Ensuring Student Success

Over the last few months, the College was awarded two grants that help ensure student success, which is one of the four pillars of The Promise.

This past spring, PC was selected to receive a $25,000 NetVUE Vocation Across the Academy Grant to strengthen the link between the liberal arts and career preparation.

“The grant allows us to move forward with interventions to help our students be career-ready after graduation,” says grant co-coordinator Kim Lane, associate dean of students and director of career and professional development.

“Employers across all industries want to hire college graduates who possess the liberal arts competencies, so we need to help our students develop and articulate them across the academy.”

The award will fund project activities that are part of PC’s IDEA program. An acronym for “Inquire, Decide, Engage, Achieve,” IDEA provides opportunities for students, faculty and staff to explore the intellectual and theological dimensions of vocation.

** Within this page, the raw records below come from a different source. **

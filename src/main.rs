use std::path::PathBuf;
use std::sync::Arc;

use anyhow::Context;
use clap::{ArgAction, Parser};
use inkboard::Config;
use inkboard::input::{Board, BoardSettings};
use inkboard::pen::{FilePenStore, PenLimits, PenService};
use inkboard::replay;
use inkboard::storage::{
    FileRecordStore, PersistenceGateway, RecordId, RecordInspection, RecordStore,
    options_from_config,
};

#[derive(Parser, Debug)]
#[command(name = "inkboard")]
#[command(
    version,
    about = "Freehand annotation engine for judging score sheets"
)]
struct Cli {
    /// Record whose board is used
    #[arg(long, short = 'r', value_name = "ID", default_value = "default")]
    record: String,

    /// Replay a JSON action script into the board, then save it
    #[arg(long, value_name = "FILE")]
    replay: Option<PathBuf>,

    /// Show storage details and stroke counts for the record
    #[arg(long, action = ArgAction::SetTrue)]
    inspect: bool,

    /// Remove the stored board (and its backup) for the record
    #[arg(long, action = ArgAction::SetTrue)]
    clear: bool,

    /// Print the saved pen configuration
    #[arg(long, action = ArgAction::SetTrue)]
    pen: bool,
}

fn main() -> anyhow::Result<()> {
    env_logger::init();

    let cli = Cli::parse();

    if cli.replay.is_none() && !cli.inspect && !cli.clear && !cli.pen {
        print_usage();
        return Ok(());
    }

    let config = Config::load()?;
    let config_dir = Config::config_dir()?;
    let options = options_from_config(&config.storage, &config_dir)?;
    let store = Arc::new(FileRecordStore::new(options.clone()));
    let record = RecordId::new(cli.record.as_str());

    let pen_store = Arc::new(FilePenStore::at_default_location()?);
    let pen = Arc::new(PenService::new(
        pen_store,
        PenLimits::from_config(&config.drawing),
        config.default_pen(),
    ));

    if cli.clear {
        let outcome = store.clear(&record)?;
        if outcome.removed_record || outcome.removed_backup {
            println!("Cleared board for record '{}'", record);
        } else {
            println!("No stored board for record '{}'", record);
        }
    }

    if let Some(script_path) = cli.replay.as_deref() {
        let actions = replay::load_script(script_path)?;

        let runtime = tokio::runtime::Builder::new_multi_thread()
            .worker_threads(1)
            .enable_time()
            .build()
            .context("Failed to start persistence runtime")?;
        let gateway = PersistenceGateway::with_settings(
            runtime.handle(),
            store.clone() as Arc<dyn RecordStore>,
            options.debounce,
            options.max_persisted,
        );

        let mut board = Board::open(
            record.clone(),
            BoardSettings::from_config(&config),
            pen.clone(),
            gateway,
        )
        .with_context(|| format!("Failed to open board for record '{}'", record))?;

        let report = replay::apply(&mut board, &actions);
        if board.is_drawing() {
            log::warn!("Replay script ended mid-stroke; discarding the unfinished stroke");
        }
        board
            .close()
            .with_context(|| format!("Failed to save board for record '{}'", record))?;

        println!(
            "Replayed {} actions: {} strokes, {} undoable",
            report.actions, report.strokes, report.undo_depth
        );
    }

    if cli.inspect {
        let inspection = store.inspect(&record)?;
        print_inspection(&record, &inspection);
    }

    if cli.pen {
        let current = pen.get();
        println!("Pen configuration:");
        println!("  Color     : {}", current.color.to_token());
        println!("  Width     : {}", current.stroke_width);
        println!("  Tool      : {}", current.tool_mode);
        println!("  Normal pen: {}", pen.normal_pen_color().to_token());
    }

    Ok(())
}

fn print_inspection(record: &RecordId, inspection: &RecordInspection) {
    println!("Record '{}'", record);
    println!("  File      : {}", inspection.record_path.display());
    if !inspection.exists {
        println!("  Stored    : no");
        return;
    }

    if let Some(size) = inspection.size_bytes {
        println!("  Size      : {} bytes", size);
    }
    if let Some(modified) = inspection.modified {
        let local: chrono::DateTime<chrono::Local> = modified.into();
        println!("  Modified  : {}", local.format("%Y-%m-%d %H:%M:%S"));
    }
    println!(
        "  Compressed: {}",
        if inspection.compressed { "yes" } else { "no" }
    );
    if inspection.backup_exists {
        println!(
            "  Backup    : {} ({} bytes)",
            inspection.backup_path.display(),
            inspection.backup_size_bytes.unwrap_or(0)
        );
    }

    if let Some(counts) = inspection.stroke_counts {
        println!("  Strokes   : {}", counts.total());
        println!("    normal      {}", counts.normal);
        println!("    telestrator {}", counts.telestrator);
        println!("    highlighter {}", counts.highlighter);
        println!("    eraser      {}", counts.eraser);
    }
    if inspection.skipped_entries > 0 {
        println!("  Skipped   : {} unreadable entries", inspection.skipped_entries);
    }
}

fn print_usage() {
    println!("inkboard: Freehand annotation engine for judging score sheets");
    println!();
    println!("Usage:");
    println!("  inkboard --replay FILE [--record ID]   Replay a JSON action script into a board");
    println!("  inkboard --inspect [--record ID]       Show the stored board for a record");
    println!("  inkboard --clear [--record ID]         Remove the stored board for a record");
    println!("  inkboard --pen                         Print the saved pen configuration");
    println!("  inkboard --help                        Show help");
    println!();
    println!("Files:");
    println!("  Config : ~/.config/inkboard/config.toml");
    println!("  Pen    : ~/.config/inkboard/pen.toml");
    println!("  Boards : ~/.local/share/inkboard/board-<record>.json");
}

The College was also awarded a grant to ensure student success in the classroom and the laboratory, too.

Dr. Austin Shull ’11, assistant professor of biology, was one of 10 professors in South Carolina to receive a South Carolina IDEA Networks of Biomedical Research (SC INBRE) 2019 Developmental Research Project Program award.

The award will help students like Emma Gray, Sarah Smith and Rylee White, who were among the many students conducting research this summer on campus. The trio developed their skill sets by joining Shull in breast cancer research.

This $50,000 award from SC INBRE supports independent research and mentored career development. The award also provides research training to students and postdoctoral fellows in the biomedical sciences.

The student researchers and Shull used bioinformatics and computational biology approaches, along with classic laboratory experiments, to better understand why certain breast cancers are more prone to metastasizing or spreading.

“Part of what makes this research so meaningful is the direct connection between our work in the lab and the impact our work could have on lives,” said Gray, who was drawn to understanding and treating cancer in high school after a close family friend passed away due to ovarian cancer.

She became interested in breast cancer from the work of her sorority, Zeta Tau Alpha, in breast cancer education and awareness.

“Unfortunately, most people have or know someone who has been impacted by cancer. Understanding that even the smallest victories in the lab can help to minimize the effects caused by this illness is what makes our work so fulfilling.”

“When I started this research, I had little experience in the lab, particularly with cells. And Dr. Shull had to teach me how to run a cell culture lab successfully,” Gray added. “However, after that, I quickly realized that the bulk of my learning would not be lab techniques but actually life experiences.

“My time in the lab taught me how to deal with error, how to troubleshoot, and perhaps most importantly, how to be patient when working through problems.”